2018-11-24 08:18:25

by Julien Thierry

[permalink] [raw]
Subject: Sleeping in user_access section

Hi,

I made an attempt at implementing the
user_access_begin()/user_access_end() macros along with the
get/put_user_unsafe() for arm64 by toggling the status of PAN (more or
less similar to x86's STAC/CTAC).

With a small mistake in my patch, we realized that directly calling
function that could reschedule while in a user_access section could lead to:

- scheduling another task keeping the user_access status enabled despite
the task never calling user_access_begin()
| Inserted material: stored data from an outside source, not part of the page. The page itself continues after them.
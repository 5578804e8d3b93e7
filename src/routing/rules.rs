//! Proxy rules.
//!
//! Each rule binds one HTTP route to one unary RPC, with a request transform,
//! a response transform and an optional hook that may replace the final
//! response. The set of rules is closed: [`Rule`] names every one of them.

use async_trait::async_trait;
use axum::http::{header, request::Parts, StatusCode};
use axum::response::{IntoResponse, Response as HttpResponse};
use axum::Json;
use serde::de::DeserializeOwned;
use serde::Serialize;
use serde_json::Value;
use tonic::metadata::MetadataMap;
use tonic::{Request, Response, Status};

use crate::http::request::Payload;
use crate::http::response::{compose_failure, compose_success, Envelope};
use crate::rpc::invoke::invoke;
use crate::rpc::proto::attraction::{
    FindAttractionByIdRequest, FindAttractionByIdResponse, FindAttractionsWithinRadiusRequest,
    FindAttractionsWithinRadiusResponse,
};
use crate::rpc::proto::user::{
    ChangePasswordRequest, ChangePasswordResponse, GetCurrentUserRequest, GetCurrentUserResponse,
    LoginRequest, LoginResponse, RegisterRequest, RegisterResponse,
};
use crate::rpc::{TranslatedError, Upstreams};
use crate::security::session::SessionCookie;

/// What a response hook gets to see.
pub struct HookContext<'a> {
    pub request: &'a Parts,
    pub envelope: Envelope,
}

/// Binding between an HTTP route and a unary RPC.
#[async_trait]
pub trait ProxyRule: Send + Sync {
    type RpcRequest: DeserializeOwned + Default + Send + 'static;
    type RpcResponse: Serialize + Send + 'static;

    /// Fully-qualified RPC method.
    const RPC: &'static str;

    /// Build the RPC message from the parsed body. Never fails.
    fn build_rpc_request(&self, payload: Option<Payload>) -> Self::RpcRequest {
        Payload::decode_or_default(payload)
    }

    /// Perform the call against the matching service.
    async fn call(
        &self,
        upstreams: &Upstreams,
        request: Request<Self::RpcRequest>,
    ) -> Result<Response<Self::RpcResponse>, Status>;

    /// Shape the RPC result into the envelope's `data`.
    fn build_http_response(&self, response: Self::RpcResponse) -> Value {
        to_value(&response)
    }

    /// Replace the default response. `None` keeps the envelope as is.
    fn response_hook(&self, _ctx: HookContext<'_>) -> Option<HttpResponse> {
        None
    }
}

/// Per-request inputs to a rule.
pub struct Dispatch<'a> {
    pub upstreams: &'a Upstreams,
    pub request: &'a Parts,
    pub payload: Option<Payload>,
    pub metadata: MetadataMap,
}

/// Run `rule` end to end and compose the HTTP response.
pub async fn forward<R: ProxyRule>(rule: &R, ctx: Dispatch<'_>) -> HttpResponse {
    let Dispatch {
        upstreams,
        request,
        payload,
        metadata,
    } = ctx;

    let message = rule.build_rpc_request(payload);

    match invoke(R::RPC, message, Some(metadata), |req| rule.call(upstreams, req)).await {
        Ok(response) => {
            let data = rule.build_http_response(response);
            compose_success(data, |envelope| {
                rule.response_hook(HookContext { request, envelope })
            })
        }
        Err(status) => compose_failure(&TranslatedError::from_status(&status)),
    }
}

fn to_value<T: Serialize + ?Sized>(value: &T) -> Value {
    serde_json::to_value(value).unwrap_or(Value::Null)
}

// User service

#[derive(Debug, Clone, Default)]
pub struct RegisterRule;

#[async_trait]
impl ProxyRule for RegisterRule {
    type RpcRequest = RegisterRequest;
    type RpcResponse = RegisterResponse;
    const RPC: &'static str = "/tripsphere.user.UserService/Register";

    async fn call(
        &self,
        upstreams: &Upstreams,
        request: Request<RegisterRequest>,
    ) -> Result<Response<RegisterResponse>, Status> {
        upstreams.user.register(request).await
    }
}

/// Login; the token leaves the body and becomes the session cookie.
#[derive(Debug, Clone)]
pub struct LoginRule {
    session: SessionCookie,
}

impl LoginRule {
    pub fn new(session: SessionCookie) -> Self {
        Self { session }
    }
}

#[async_trait]
impl ProxyRule for LoginRule {
    type RpcRequest = LoginRequest;
    type RpcResponse = LoginResponse;
    const RPC: &'static str = "/tripsphere.user.UserService/Login";

    async fn call(
        &self,
        upstreams: &Upstreams,
        request: Request<LoginRequest>,
    ) -> Result<Response<LoginResponse>, Status> {
        upstreams.user.login(request).await
    }

    fn response_hook(&self, ctx: HookContext<'_>) -> Option<HttpResponse> {
        let mut envelope = ctx.envelope;

        let token = match envelope.data.as_mut() {
            Some(Value::Object(data)) => match data.remove("token") {
                Some(Value::String(token)) => token,
                _ => String::new(),
            },
            _ => String::new(),
        };

        let mut response = (StatusCode::OK, Json(envelope)).into_response();
        if !token.is_empty() {
            if let Some(cookie) = self.session.issue(&token) {
                response.headers_mut().append(header::SET_COOKIE, cookie);
            }
        }
        Some(response)
    }
}

#[derive(Debug, Clone, Default)]
pub struct GetCurrentUserRule;

#[async_trait]
impl ProxyRule for GetCurrentUserRule {
    type RpcRequest = GetCurrentUserRequest;
    type RpcResponse = GetCurrentUserResponse;
    const RPC: &'static str = "/tripsphere.user.UserService/GetCurrentUser";

    async fn call(
        &self,
        upstreams: &Upstreams,
        request: Request<GetCurrentUserRequest>,
    ) -> Result<Response<GetCurrentUserResponse>, Status> {
        upstreams.user.get_current_user(request).await
    }

    fn build_http_response(&self, response: GetCurrentUserResponse) -> Value {
        to_value(&response.user)
    }
}

#[derive(Debug, Clone, Default)]
pub struct ChangePasswordRule;

#[async_trait]
impl ProxyRule for ChangePasswordRule {
    type RpcRequest = ChangePasswordRequest;
    type RpcResponse = ChangePasswordResponse;
    const RPC: &'static str = "/tripsphere.user.UserService/ChangePassword";

    async fn call(
        &self,
        upstreams: &Upstreams,
        request: Request<ChangePasswordRequest>,
    ) -> Result<Response<ChangePasswordResponse>, Status> {
        upstreams.user.change_password(request).await
    }
}

// Attraction service

#[derive(Debug, Clone, Default)]
pub struct FindAttractionByIdRule;

#[async_trait]
impl ProxyRule for FindAttractionByIdRule {
    type RpcRequest = FindAttractionByIdRequest;
    type RpcResponse = FindAttractionByIdResponse;
    const RPC: &'static str = "/tripsphere.attraction.AttractionService/FindAttractionById";

    async fn call(
        &self,
        upstreams: &Upstreams,
        request: Request<FindAttractionByIdRequest>,
    ) -> Result<Response<FindAttractionByIdResponse>, Status> {
        upstreams.attraction.find_attraction_by_id(request).await
    }

    fn build_http_response(&self, response: FindAttractionByIdResponse) -> Value {
        to_value(&response.attraction)
    }
}

#[derive(Debug, Clone, Default)]
pub struct NearbyAttractionsRule;

#[async_trait]
impl ProxyRule for NearbyAttractionsRule {
    type RpcRequest = FindAttractionsWithinRadiusRequest;
    type RpcResponse = FindAttractionsWithinRadiusResponse;
    const RPC: &'static str =
        "/tripsphere.attraction.AttractionService/FindAttractionsWithinRadius";

    async fn call(
        &self,
        upstreams: &Upstreams,
        request: Request<FindAttractionsWithinRadiusRequest>,
    ) -> Result<Response<FindAttractionsWithinRadiusResponse>, Status> {
        upstreams.attraction.find_attractions_within_radius(request).await
    }

    fn build_http_response(&self, response: FindAttractionsWithinRadiusResponse) -> Value {
        to_value(&response.content)
    }
}

/// Every proxy rule the BFF knows about.
#[derive(Debug, Clone)]
pub enum Rule {
    Register(RegisterRule),
    Login(LoginRule),
    GetCurrentUser(GetCurrentUserRule),
    ChangePassword(ChangePasswordRule),
    FindAttractionById(FindAttractionByIdRule),
    NearbyAttractions(NearbyAttractionsRule),
}

impl Rule {
    /// Short label for logs and metrics.
    pub fn name(&self) -> &'static str {
        match self {
            Rule::Register(_) => "user.register",
            Rule::Login(_) => "user.login",
            Rule::GetCurrentUser(_) => "user.get_current_user",
            Rule::ChangePassword(_) => "user.change_password",
            Rule::FindAttractionById(_) => "attraction.find_by_id",
            Rule::NearbyAttractions(_) => "attraction.nearby",
        }
    }

    pub fn rpc(&self) -> &'static str {
        match self {
            Rule::Register(_) => RegisterRule::RPC,
            Rule::Login(_) => LoginRule::RPC,
            Rule::GetCurrentUser(_) => GetCurrentUserRule::RPC,
            Rule::ChangePassword(_) => ChangePasswordRule::RPC,
            Rule::FindAttractionById(_) => FindAttractionByIdRule::RPC,
            Rule::NearbyAttractions(_) => NearbyAttractionsRule::RPC,
        }
    }

    pub async fn dispatch(&self, ctx: Dispatch<'_>) -> HttpResponse {
        match self {
            Rule::Register(rule) => forward(rule, ctx).await,
            Rule::Login(rule) => forward(rule, ctx).await,
            Rule::GetCurrentUser(rule) => forward(rule, ctx).await,
            Rule::ChangePassword(rule) => forward(rule, ctx).await,
            Rule::FindAttractionById(rule) => forward(rule, ctx).await,
            Rule::NearbyAttractions(rule) => forward(rule, ctx).await,
        }
    }
}
//! Per-request gRPC metadata.
//!
//! # Responsibilities
//! - Skip auth entirely for allow-listed paths
//! - Turn the session cookie into `authorization: Bearer <token>`
//! - Resolve `uid` and `roles` through the user service
//!
//! # Design Decisions
//! - Never fails: identity problems degrade to a bearer-only map
//! - One identity lookup per request, no caching
//! - The target service stays responsible for rejecting bad tokens

use std::collections::HashSet;

use axum::http::HeaderMap;
use tonic::metadata::{AsciiMetadataValue, MetadataMap};
use tonic::Request;

use crate::config::RoutingConfig;
use crate::observability::metrics;
use crate::rpc::client::UserRpc;
use crate::rpc::proto::user::{GetCurrentUserRequest, User};
use crate::security::session::SessionCookie;

pub const AUTHORIZATION: &str = "authorization";
pub const UID: &str = "uid";
pub const ROLES: &str = "roles";

/// Builds the metadata attached to every proxied call.
#[derive(Debug, Clone)]
pub struct MetadataBuilder {
    no_auth_paths: HashSet<String>,
    session: SessionCookie,
}

impl MetadataBuilder {
    pub fn new(routing: &RoutingConfig, session: SessionCookie) -> Self {
        Self {
            no_auth_paths: routing.no_auth_paths.iter().cloned().collect(),
            session,
        }
    }

    /// Build metadata for a request to `path`.
    pub async fn build(
        &self,
        path: &str,
        headers: &HeaderMap,
        identity: &dyn UserRpc,
    ) -> MetadataMap {
        if self.no_auth_paths.contains(path) {
            return MetadataMap::new();
        }

        let Some(token) = self.session.token(headers) else {
            return MetadataMap::new();
        };

        let Some(bearer) = bearer_value(&token) else {
            tracing::warn!(
                path = %path,
                "Session token is not a valid metadata value, dropping it"
            );
            return MetadataMap::new();
        };

        // 1. Temporary metadata carrying only the credential
        let mut auth_metadata = MetadataMap::new();
        auth_metadata.insert(AUTHORIZATION, bearer.clone());

        let mut request = Request::new(GetCurrentUserRequest {});
        *request.metadata_mut() = auth_metadata;

        // 2. Resolve the identity behind it
        let user = match identity.get_current_user(request).await {
            Ok(response) => response.into_inner().user,
            Err(status) => {
                tracing::debug!(
                    path = %path,
                    code = ?status.code(),
                    "Identity resolution failed, forwarding bearer token only"
                );
                metrics::record_identity_lookup("failed");
                return bearer_only(bearer);
            }
        };

        // 3. Final metadata
        let Some(user) = user else {
            metrics::record_identity_lookup("anonymous");
            return bearer_only(bearer);
        };

        match identity_metadata(&user, bearer.clone()) {
            Some(metadata) => {
                metrics::record_identity_lookup("resolved");
                metadata
            }
            None => {
                tracing::warn!(path = %path, "Identity claims are not valid metadata values");
                metrics::record_identity_lookup("failed");
                bearer_only(bearer)
            }
        }
    }
}

fn bearer_value(token: &str) -> Option<AsciiMetadataValue> {
    format!("Bearer {token}").parse().ok()
}

fn bearer_only(bearer: AsciiMetadataValue) -> MetadataMap {
    let mut metadata = MetadataMap::new();
    metadata.insert(AUTHORIZATION, bearer);
    metadata
}

fn identity_metadata(user: &User, bearer: AsciiMetadataValue) -> Option<MetadataMap> {
    let uid: AsciiMetadataValue = user.id.parse().ok()?;
    let roles: AsciiMetadataValue = serde_json::to_string(&user.roles).ok()?.parse().ok()?;

    let mut metadata = MetadataMap::new();
    metadata.insert(UID, uid);
    metadata.insert(ROLES, roles);
    metadata.insert(AUTHORIZATION, bearer);
    Some(metadata)
}

#[cfg(test)]
mod tests {
    use super::*;
    use crate::config::SessionConfig;
    use crate::rpc::proto::user::{
        ChangePasswordRequest, ChangePasswordResponse, GetCurrentUserResponse, LoginRequest,
        LoginResponse, RegisterRequest, RegisterResponse,
    };
    use async_trait::async_trait;
    use axum::http::{header, HeaderValue};
    use std::sync::Mutex;
    use tonic::{Response, Status};

    /// Identity service returning a canned result and recording what it saw.
    struct FakeIdentity {
        result: Result<Option<User>, Status>,
        seen: Mutex<Vec<MetadataMap>>,
    }

    impl FakeIdentity {
        fn new(result: Result<Option<User>, Status>) -> Self {
            Self { result, seen: Mutex::new(Vec::new()) }
        }

        fn calls(&self) -> usize {
            self.seen.lock().unwrap().len()
        }
    }

    #[async_trait]
    impl UserRpc for FakeIdentity {
        async fn register(
            &self,
            _: Request<RegisterRequest>,
        ) -> Result<Response<RegisterResponse>, Status> {
            Err(Status::unimplemented("register"))
        }

        async fn login(&self, _: Request<LoginRequest>) -> Result<Response<LoginResponse>, Status> {
            Err(Status::unimplemented("login"))
        }

        async fn get_current_user(
            &self,
            request: Request<GetCurrentUserRequest>,
        ) -> Result<Response<GetCurrentUserResponse>, Status> {
            self.seen.lock().unwrap().push(request.metadata().clone());
            self.result
                .clone()
                .map(|user| Response::new(GetCurrentUserResponse { user }))
        }

        async fn change_password(
            &self,
            _: Request<ChangePasswordRequest>,
        ) -> Result<Response<ChangePasswordResponse>, Status> {
            Err(Status::unimplemented("change_password"))
        }
    }

    fn builder(no_auth: &[&str]) -> MetadataBuilder {
        let routing = RoutingConfig {
            no_auth_paths: no_auth.iter().map(|p| p.to_string()).collect(),
            ..RoutingConfig::default()
        };
        MetadataBuilder::new(&routing, SessionCookie::new(&SessionConfig::default()))
    }

    fn with_token(token: &str) -> HeaderMap {
        let mut headers = HeaderMap::new();
        headers.insert(
            header::COOKIE,
            HeaderValue::from_str(&format!("token={token}")).unwrap(),
        );
        headers
    }

    fn get<'a>(metadata: &'a MetadataMap, key: &str) -> Option<&'a str> {
        metadata.get(key).and_then(|v| v.to_str().ok())
    }

    #[tokio::test]
    async fn test_no_token_means_empty_metadata() {
        let identity = FakeIdentity::new(Ok(None));
        let metadata = builder(&[])
            .build("/api/user/get-current-user", &HeaderMap::new(), &identity)
            .await;

        assert!(metadata.is_empty());
        assert_eq!(identity.calls(), 0);
    }

    #[tokio::test]
    async fn test_allow_listed_path_skips_identity() {
        let identity = FakeIdentity::new(Ok(None));
        let metadata = builder(&["/api/user/login"])
            .build("/api/user/login", &with_token("abc"), &identity)
            .await;

        assert!(metadata.is_empty());
        assert_eq!(identity.calls(), 0);
    }

    #[tokio::test]
    async fn test_resolved_identity() {
        let identity = FakeIdentity::new(Ok(Some(User {
            id: "u1".into(),
            username: "alice".into(),
            roles: vec!["admin".into()],
        })));
        let metadata = builder(&[])
            .build("/api/v1/attractions/nearby", &with_token("abc"), &identity)
            .await;

        assert_eq!(get(&metadata, UID), Some("u1"));
        assert!(get(&metadata, ROLES).unwrap().contains("\"admin\""));
        assert_eq!(get(&metadata, AUTHORIZATION), Some("Bearer abc"));

        // The identity call itself only carried the credential.
        let seen = identity.seen.lock().unwrap();
        assert_eq!(seen.len(), 1);
        assert_eq!(get(&seen[0], AUTHORIZATION), Some("Bearer abc"));
        assert!(seen[0].get(UID).is_none());
    }

    #[tokio::test]
    async fn test_identity_failure_keeps_bearer() {
        let identity = FakeIdentity::new(Err(Status::unauthenticated("expired")));
        let metadata = builder(&[])
            .build("/api/user/change-password", &with_token("abc"), &identity)
            .await;

        assert_eq!(get(&metadata, AUTHORIZATION), Some("Bearer abc"));
        assert!(metadata.get(UID).is_none());
        assert!(metadata.get(ROLES).is_none());
    }

    #[tokio::test]
    async fn test_identity_without_user_keeps_bearer() {
        let identity = FakeIdentity::new(Ok(None));
        let metadata = builder(&[])
            .build("/api/user/change-password", &with_token("abc"), &identity)
            .await;

        assert_eq!(get(&metadata, AUTHORIZATION), Some("Bearer abc"));
        assert!(metadata.get(UID).is_none());
    }
}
- when re-scheduling the task that was mid user_access section,
user_access would be disabled and the task would fault on the next
get/put_user_unsafe.


This is because __switch_to does not alter the user_access status when
switching from next to prev (at least on arm64 we currently don't, and
by looking at the x86 code I don't think this is done either).


From my understanding, this is not an issue when the task in
user_access mode gets scheduled out/in as a result of an interrupt as
PAN and EFLAGS.AC get saved/restore on exception entry/exit (at least I
know it is the case for PAN, I am less sure for the x86 side).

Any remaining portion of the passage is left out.